The adaptive genetic algorithm (AGA) is an improved form of simple genetic algorithm in the sense that the crossover and mutation probabilities are no longer kept fixed at pre-assigned values but adjusted by the algorithm at each generation according to the fitness function response of the solution (chromosome). The design of AGA proposed by Srinivas and Patnaik (1994), adaptively tune the crossover and mutation probabilities between the maximum fitness and the average fitness value of the population to the fitness of the individual solution. In their design, the individual solutions with sub-average fitness are completely removed while retaining the high fitness solutions. This leads the algorithm to get stuck at local optimal solutions. Moreover, tuning P _c and P _m based on individual fitness solutions require large computation time (Wang and Shen 2001). Several researchers; Wang and Shen (2001); Fernández-Prieto et al. (2010); Wang and Tang (2011); Tang (2012) have subsequently improvised the adaptation mechanism leading to more efficient AGA algorithms. In the present work, P _c and P _m were tuned according to the fitness of whole population during evolution rather than of individual solution fitness (Wang and Tang 2011).
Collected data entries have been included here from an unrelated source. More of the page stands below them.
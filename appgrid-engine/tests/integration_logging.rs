//! Integration tests for activity logging

use appgrid_engine::{
    directory::CreateDirectory,
    field::CreateField,
    record::{CreateRecord, DeleteRecord, GetRecord, UpdateRecord},
    DirectoryId, EngineConfig, EngineContext, EngineOperationProcessor, RecordId,
};
use appgrid_fields::FieldDef;
use serde_json::Map;
use tempfile::TempDir;

#[test_log::test(tokio::test)]
async fn test_activity_logging_end_to_end() {
    let temp = TempDir::new().unwrap();
    let ctx = EngineContext::new(temp.path());
    let processor = EngineOperationProcessor::with_actor("test-user[session123]");

    let dir = processor
        .process(&CreateDirectory::new("app", "crm", "Contacts"), &ctx)
        .await
        .unwrap()["id"]
        .as_str()
        .unwrap()
        .to_string();
    processor
        .process(&CreateField::new(dir.as_str(), FieldDef::new("name", "text")), &ctx)
        .await
        .unwrap();

    let record = processor
        .process(
            &CreateRecord::new(dir.as_str(), Map::new()).with_prop("name", "Ada"),
            &ctx,
        )
        .await
        .unwrap();
    let id = record["id"].as_str().unwrap().to_string();

    processor
        .process(
            &UpdateRecord::new(dir.as_str(), id.as_str(), 1).with_prop("name", "Ada L."),
            &ctx,
        )
        .await
        .unwrap();

    // Reads are not logged
    processor
        .process(&GetRecord::new(dir.as_str(), id.as_str()), &ctx)
        .await
        .unwrap();

    // Failures are logged too
    let conflict = processor
        .process(
            &UpdateRecord::new(dir.as_str(), id.as_str(), 1).with_prop("name", "stale"),
            &ctx,
        )
        .await;
    assert!(conflict.unwrap_err().is_retryable());

    let entries = ctx.read_activity(None).await.unwrap();
    let ops: Vec<&str> = entries.iter().map(|e| e.op.as_str()).collect();
    assert_eq!(
        ops,
        vec![
            "update record",
            "update record",
            "create record",
            "create field",
            "create directory"
        ]
    );
    assert!(entries[0].output["error"]
        .as_str()
        .unwrap()
        .contains("version conflict"));
    assert!(entries
        .iter()
        .all(|e| e.actor.as_deref() == Some("test-user[session123]")));

    // Only successful writes reach the record's own log
    let record_log = ctx
        .read_record_log(&DirectoryId::from(dir.as_str()), &RecordId::from(id.as_str()), None)
        .await
        .unwrap();
    assert_eq!(record_log.len(), 2);
    assert_eq!(record_log[0].op, "update record");
    assert_eq!(record_log[0].output["version"], 2);
    assert_eq!(record_log[1].op, "create record");
}

#[test_log::test(tokio::test)]
async fn test_hard_delete_leaves_only_activity() {
    let temp = TempDir::new().unwrap();
    let ctx = EngineContext::new(temp.path());
    let processor = EngineOperationProcessor::new();

    let dir = processor
        .process(&CreateDirectory::new("app", "m", "Notes"), &ctx)
        .await
        .unwrap()["id"]
        .as_str()
        .unwrap()
        .to_string();
    let id = processor
        .process(&CreateRecord::new(dir.as_str(), Map::new()), &ctx)
        .await
        .unwrap()["id"]
        .as_str()
        .unwrap()
        .to_string();
    processor
        .process(&DeleteRecord::new(dir.as_str(), id.as_str()).hard(), &ctx)
        .await
        .unwrap();

    let dir_id = DirectoryId::from(dir.as_str());
    let record_id = RecordId::from(id.as_str());
    assert!(!ctx.record_log_path(&dir_id, &record_id).exists());

    let entries = ctx.read_activity(Some(1)).await.unwrap();
    assert_eq!(entries[0].op, "delete record");
    assert!(entries[0].actor.is_none());
}

#[test_log::test(tokio::test)]
async fn test_activity_log_can_be_disabled() {
    let temp = TempDir::new().unwrap();
    let config = EngineConfig {
        activity_log: false,
        ..EngineConfig::default()
    };
    let ctx = EngineContext::with_config(temp.path(), config);
    let processor = EngineOperationProcessor::with_actor("bot");

    processor
        .process(&CreateDirectory::new("app", "m", "Quiet"), &ctx)
        .await
        .unwrap();

    assert!(ctx.read_activity(None).await.unwrap().is_empty());
    assert!(!ctx.activity_path().exists());
}
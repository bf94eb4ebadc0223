//! Build automation tasks for MGI Dump
//!
//! - `generate-cli-docs`: regenerate the CLI reference from the clap
//!   definitions

use clap::Parser;
use std::fs;
use std::path::PathBuf;

#[derive(Parser)]
#[command(name = "xtask")]
#[command(about = "Build automation tasks for MGI Dump", long_about = None)]
struct Cli {
    #[command(subcommand)]
    command: Command,
}

#[derive(Parser)]
enum Command {
    /// Generate the CLI reference in markdown
    GenerateCliDocs {
        /// Output directory for generated documentation
        #[arg(short, long, default_value = "docs")]
        output_dir: String,
    },
}

fn main() -> anyhow::Result<()> {
    let cli = Cli::parse();

    match cli.command {
        Command::GenerateCliDocs { output_dir } => generate_cli_docs(&output_dir)?,
    }

    Ok(())
}

fn generate_cli_docs(output_dir: &str) -> anyhow::Result<()> {
    println!("Generating CLI documentation...");

    let markdown = clap_markdown::help_markdown::<mgi_dump::Cli>();

    let content = format!(
        r#"# MGI Dump CLI Reference

Generated from the CLI source code on {}.

## Overview

`mgi-dump` reconciles the ontology files that feed the MGI export and audits
the item files the export writes.

## Quick Start

```bash
# Rebuild the OMIM terms of the MeSH disease file from the mapping table
mgi-dump remosh CTD_diseases.obo mesh_omim.tsv --names omim_terms.tsv \
  --output MeshOmim.obo --report remosh.json

# Conflate the MEDIC vocabulary with OMIM names
mgi-dump medic CTD_diseases.obo --names omim_terms.tsv --output MEDIC.obo

# Keep only live DO terms
mgi-dump filter-do doid.obo --output DO.obo

# Merge EMAP and MA and place the GXD structures
mgi-dump anatomy --emap EMAP.obo --ma adult_mouse_anatomy.obo \
  --gxd gxd_structures.tsv --output EMAP_combined.obo

# Check written item files for duplicate and dangling ids
mgi-dump check-ids output/
```

## Commands

{}

## Environment Variables

- `MGI_DUMP_INTERNAL_PREFIX` - prefix of the target vocabulary (default: `MESH`)
- `MGI_DUMP_EXTERNAL_PREFIX` - prefix of the external vocabulary (default: `OMIM`)
- `MGI_DUMP_CHECK_REFS` - strict id checking (default: `true`)
- `MGI_DUMP_KEY_SCHEME` - `sequenced` or `natural` (default: `sequenced`)
- `MGI_DUMP_SEQUENCE_START` - first synthetic sequence number (default: `1001`)
- `MGI_DUMP_OUTPUT_DIR` - item output directory (default: `.`)
- `LOG_LEVEL`, `LOG_OUTPUT`, `LOG_FORMAT`, `LOG_DIR`, `LOG_FILE_PREFIX`, `LOG_FILTER` - logging

A `.env` file in the working directory is read before the environment.

---

*Regenerate with `cargo xtask generate-cli-docs`.*
"#,
        chrono::Utc::now().format("%Y-%m-%d"),
        markdown
    );

    let output_path = PathBuf::from(output_dir);
    fs::create_dir_all(&output_path)?;

    let file_path = output_path.join("cli-reference.md");
    fs::write(&file_path, content)?;

    println!("Generated CLI documentation at: {}", file_path.display());

    Ok(())
}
The following section describes the AGA methodology employed in this work.

Adaptive crossover operator (P _c)

The breeding of two chromosomes from the population based on the crossover rate and chromosome length have been utilized to generate new chromosomes. The newly generated population inherits the properties of their parent population. The formulation of P _c is mathematically expressed as (Wang and Tang 2011):

$$ P_{c} = P_{c}^{0} \left[{1\; + \;\xi \frac{{(f_{\rm avg})^{\eta}}}{{(f_{\max} - f_{\min})^{\eta} + (f_{\rm avg})^{\eta}}}} \right], $$

(2)

where $ \xi $ and $ \eta $ are the coefficient factors; $ P_{c}^{0} $ and $ P_{c} $ are the initial crossover probability and adaptive crossover probability. f _avg; f _min; and f _max denote the average fitness, minimum fitness, and maximum fitness of the population in each generation, respectively. The adaptive crossover operation implemented in this work is described in the following text.
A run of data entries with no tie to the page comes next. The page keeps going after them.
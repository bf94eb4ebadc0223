//! Error types for the dump tools
//!
//! [`RegistryError`] stays a separate, two-variant type so that per-record
//! callers can match on it directly; everything above the registry folds into
//! [`DumpError`].

use crate::registry::RegistryError;
use mgi_common::MgiError;
use thiserror::Error;

/// Result type alias for dump operations
pub type Result<T> = std::result::Result<T, DumpError>;

/// Error type for everything above the registry
#[derive(Error, Debug)]
pub enum DumpError {
    #[error("IO error: {0}")]
    Io(#[from] std::io::Error),

    #[error("Failed to read tab-delimited input: {0}")]
    Csv(#[from] csv::Error),

    #[error("Failed to write JSON: {0}")]
    Json(#[from] serde_json::Error),

    #[error(transparent)]
    Registry(#[from] RegistryError),

    #[error(transparent)]
    Common(#[from] MgiError),

    #[error("Parse error in {file} line {line}: {message}")]
    Parse {
        file: String,
        line: usize,
        message: String,
    },

    #[error("Configuration error: {0}")]
    Config(String),

    #[error("Invalid pattern: {0}")]
    Regex(#[from] regex::Error),

    #[error("Invalid XML escape: {0}")]
    Xml(#[from] quick_xml::escape::EscapeError),
}

impl DumpError {
    pub fn parse(file: impl Into<String>, line: usize, message: impl Into<String>) -> Self {
        Self::Parse {
            file: file.into(),
            line,
            message: message.into(),
        }
    }

    pub fn config(message: impl Into<String>) -> Self {
        Self::Config(message.into())
    }
}
//! Error types shared by the MGI dump tools

use thiserror::Error;

/// Result type alias for shared operations
pub type Result<T> = std::result::Result<T, MgiError>;

/// Main error type for the shared layer
#[derive(Error, Debug)]
pub enum MgiError {
    #[error("IO error: {0}")]
    Io(#[from] std::io::Error),

    #[error("Serialization error: {0}")]
    Serialization(#[from] serde_json::Error),

    #[error("Parse error at line {line}: {message}")]
    Parse { line: usize, message: String },

    #[error("Configuration error: {0}")]
    Config(String),
}

impl MgiError {
    /// Create a parse error anchored to a 1-based input line
    pub fn parse(line: usize, message: impl Into<String>) -> Self {
        Self::Parse {
            line,
            message: message.into(),
        }
    }

    /// Create a configuration error
    pub fn config(message: impl Into<String>) -> Self {
        Self::Config(message.into())
    }
}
Let, R be a randomly generated positive number (0 ~ 1), L _c be the length of the chromosome, and $ P_{c} $ be the crossover probability for ith generation, $ K_{c} $ is the number of locations in the chromosome that undergo crossover. $ K_{c} $ is computed by multiplying length of the chromosome; L _c by the crossover probability; $ P_{c} $ for the corresponding i ^th generation. This is mathematically represented as

$$ K_{c} = L_{c} \times P_{c} $$

(3)

Another random number between (0, L _c − 1) is generated K _c times to find cross-site randomly. Crossover is performed at any Kth location, if R ₁ and R ₂ > R, where R ₁ and R ₂ are two more random numbers (0–1) corresponding to the Kth location. For example, if L _c = 100; P _c = 0.5, then the corresponding number of crossover locations, K _c = 50. Figure 1 illustrates an example of crossover operation implemented in this study. Let R be 0.4 and R ₁ and R ₂ as given in the figure corresponding to the locations of crossover for the two strings C ₁ and C ₂ participating in this operations. Figure 1 shows gene values of only crossover sites. Now check each of these locations, one at a time and effect a crossover of gene values if both R ₁ and R ₂ are greater than R (=0.4). The first crossover site (from the right) has R ₁ = 0.78 and R ₂ = 0.41. Since both are greater than 0.4, the crossover takes place, and at 72 and 8 from C ₁ and C ₂, they are crossed in the new strings N ₁ and N ₂. This process is repeated for the remaining 49 locations to complete the operation between C ₁ and C ₂. For the adaptive crossover operation presented here, the number of locations for crossover is controlled by the adaptive crossover probability (P _c) generated at each generation. As the value of P _c increases, the number of locations (K _c) for crossover also increases.

Generation of new chromosomes because of the crossover operation increases the pool size and hence the population is doubled. One simple way to keep the population fixed is to discard all the parents and use only children in the new pool. However, a preferred way is what is known as “elitism” in which the chromosome with lower fitness values are retained, be they from parents or from children and the rest are discarded keeping the population size constant.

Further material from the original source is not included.